Spanning the Irrational Divide

Stacks of marketing books, articles and presentations expound on the necessity for advertising to appeal to both consumers’ minds and hearts. Although plenty of advertising tugs at the heart with no reference to concrete promises (consider the recent Gatorade “G” campaign) and some ads lack emotion entirely (“Reduces itching by 99%”), most ads contain a mix of both.  

Single men who want to look more attractive conceal their gray hair with the brand that promises complete yet subtle coverage; automotive ads speak to complex consumer needs for performance, elegance, environmental responsibility and social esteem; mothers respond to assurances that their children will be happy consuming a great tasting fruit drink that has the goodness of vitamin fortification.

So it is anomalous that rational and emotional advertising messages, so often intertwined in ads themselves, are sometimes separated in research.

Consider this e-mail that was recently sent to my firm from an ad agency as we prepared for brand-positioning research: “We would like to make the accompanying visuals only package graphics without emotion. This will eliminate any variables that might influence the reading that we get. If we include pictures that have an emotional connotation, they might sway people’s reactions and therefore influence the responses that we get on the concepts themselves.”

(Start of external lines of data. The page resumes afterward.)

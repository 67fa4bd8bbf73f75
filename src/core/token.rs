use serde::{Deserialize, Serialize};
use strum::Display;

/// One of the four binary operations the calculator supports.
#[derive(Debug, Clone, Copy, PartialEq, Eq, Hash, Serialize, Display, Deserialize)]
pub enum Op {
    Add,
    Subtract,
    Multiply,
    Divide,
}

impl Op {
    /// Apply the operation with plain IEEE-754 semantics.
    /// Division by zero is not trapped; it yields an infinite or NaN result.
    pub fn apply(self, a: f64, b: f64) -> f64 {
        match self {
            Op::Add => a + b,
            Op::Subtract => a - b,
            Op::Multiply => a * b,
            Op::Divide => a / b,
        }
    }

    /// Symbol shown on the keypad and in the pending-operation line.
    pub fn symbol(self) -> &'static str {
        match self {
            Op::Add => "+",
            Op::Subtract => "−",
            Op::Multiply => "×",
            Op::Divide => "÷",
        }
    }
}

/// A discrete unit of user input consumed by the dispatcher.
///
/// This is a closed enumeration: both input adapters (keyboard and keypad
/// clicks) can only ever emit these variants, so the dispatcher is total
/// over its input and an unmapped key can never fall through to some
/// default handling.
#[derive(Debug, Clone, Copy, PartialEq, Eq, Hash, Serialize, Display, Deserialize)]
pub enum Token {
    /// A digit 0-9. Values above 9 are never produced by the adapters.
    Digit(u8),
    /// The decimal point.
    Decimal,
    /// `AC`: reset to the initial state.
    Clear,
    /// Drop the last character of the display.
    Backspace,
    /// `+/-`: toggle the sign of the display.
    Negate,
    /// `%`: divide the display by 100.
    Percent,
    /// A binary operator, awaiting a second operand.
    Op(Op),
    /// `=`: apply the pending operation, if any.
    Equals,
}

impl Token {
    /// Digit token from an ASCII digit character.
    pub fn digit(c: char) -> Option<Self> {
        c.to_digit(10).map(|d| Self::Digit(d as u8))
    }
}

#[cfg(test)]
mod tests {
    use pretty_assertions::assert_eq;

    use super::*;

    #[test]
    fn test_digit_from_char() {
        assert_eq!(Token::digit('0'), Some(Token::Digit(0)));
        assert_eq!(Token::digit('9'), Some(Token::Digit(9)));
        assert_eq!(Token::digit('a'), None);
        assert_eq!(Token::digit('.'), None);
    }

    #[test]
    fn test_apply() {
        assert_eq!(Op::Add.apply(5.0, 3.0), 8.0);
        assert_eq!(Op::Subtract.apply(5.0, 3.0), 2.0);
        assert_eq!(Op::Multiply.apply(5.0, 3.0), 15.0);
        assert_eq!(Op::Divide.apply(6.0, 3.0), 2.0);
    }

    #[test]
    fn test_apply_division_by_zero_is_not_trapped() {
        assert!(Op::Divide.apply(1.0, 0.0).is_infinite());
        assert!(Op::Divide.apply(0.0, 0.0).is_nan());
    }

    #[test]
    fn test_token_serialization() {
        let token = Token::Op(Op::Multiply);
        let serialized = serde_json::to_string(&token).unwrap();
        let deserialized: Token = serde_json::from_str(&serialized).unwrap();
        assert_eq!(token, deserialized);
    }
}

Our response to the ad agency’s suggestion: The distinction between rational and emotional messages can be helpful for clarity in creative briefs. By separating the two categories, creatives often better process them into executions that encompass both domains. However, it does not follow that the rational-emotional distinction allows for separate research assessment of rational and emotional messages.

When brand managers and advertising executives want learning on rational and emotional appeals as distinctive attributes for heuristic purposes, research experts know how to craft questions that unveil how well consumers process and are persuaded by these different kinds of messages. But because for so many brands rational and emotional content work hand in glove, purely rational-focused research is deficient.

So-called “white card” concept statements — the kind requested by the aforementioned agency — containing only rational benefits for brands that will be advertised with both rational and emotional appeals are incomplete for an obvious reason: Consumers will not be exposed to advertising that is purely rational. Their response to the rational concept will reflect, well, their rational thinking; their emotions will be left out of the conversation.

Moreover, as we know from neurological studies, rational and emotional messages often drive one another, and separation of them in research will likely misrepresent the impact of their combined strength. Worst of all, the white card research findings may not just be wrong; they will likely misdirect future messaging.

Rather than spend endless hours crafting the perfect white card statement, the time would be better spent developing concepts that include words and images that convey both the rational and emotional sides of the brand equation. The terms for these kinds of concepts vary: “adcepts” and “ad-like-objects” are among the most widely used descriptions. These stimuli should include a clear statement that expresses the consumer need and the brand solution, expressed with evocative copy and engaging visuals. With this process, respondents will be provided with choices of well-crafted competing concepts that function as discussion starters for richer consumer responses than white card concepts typically generate.

Everyone wins when the process is improved. Account planners receive more complete direction for creative briefs. Creatives gain access to consumers’ minds and hearts. Brand managers get better advertising. Even account managers are happy because the agency’s creative development process moves more rapidly, the agency’s creative work is better and potential clients come out of the woodwork.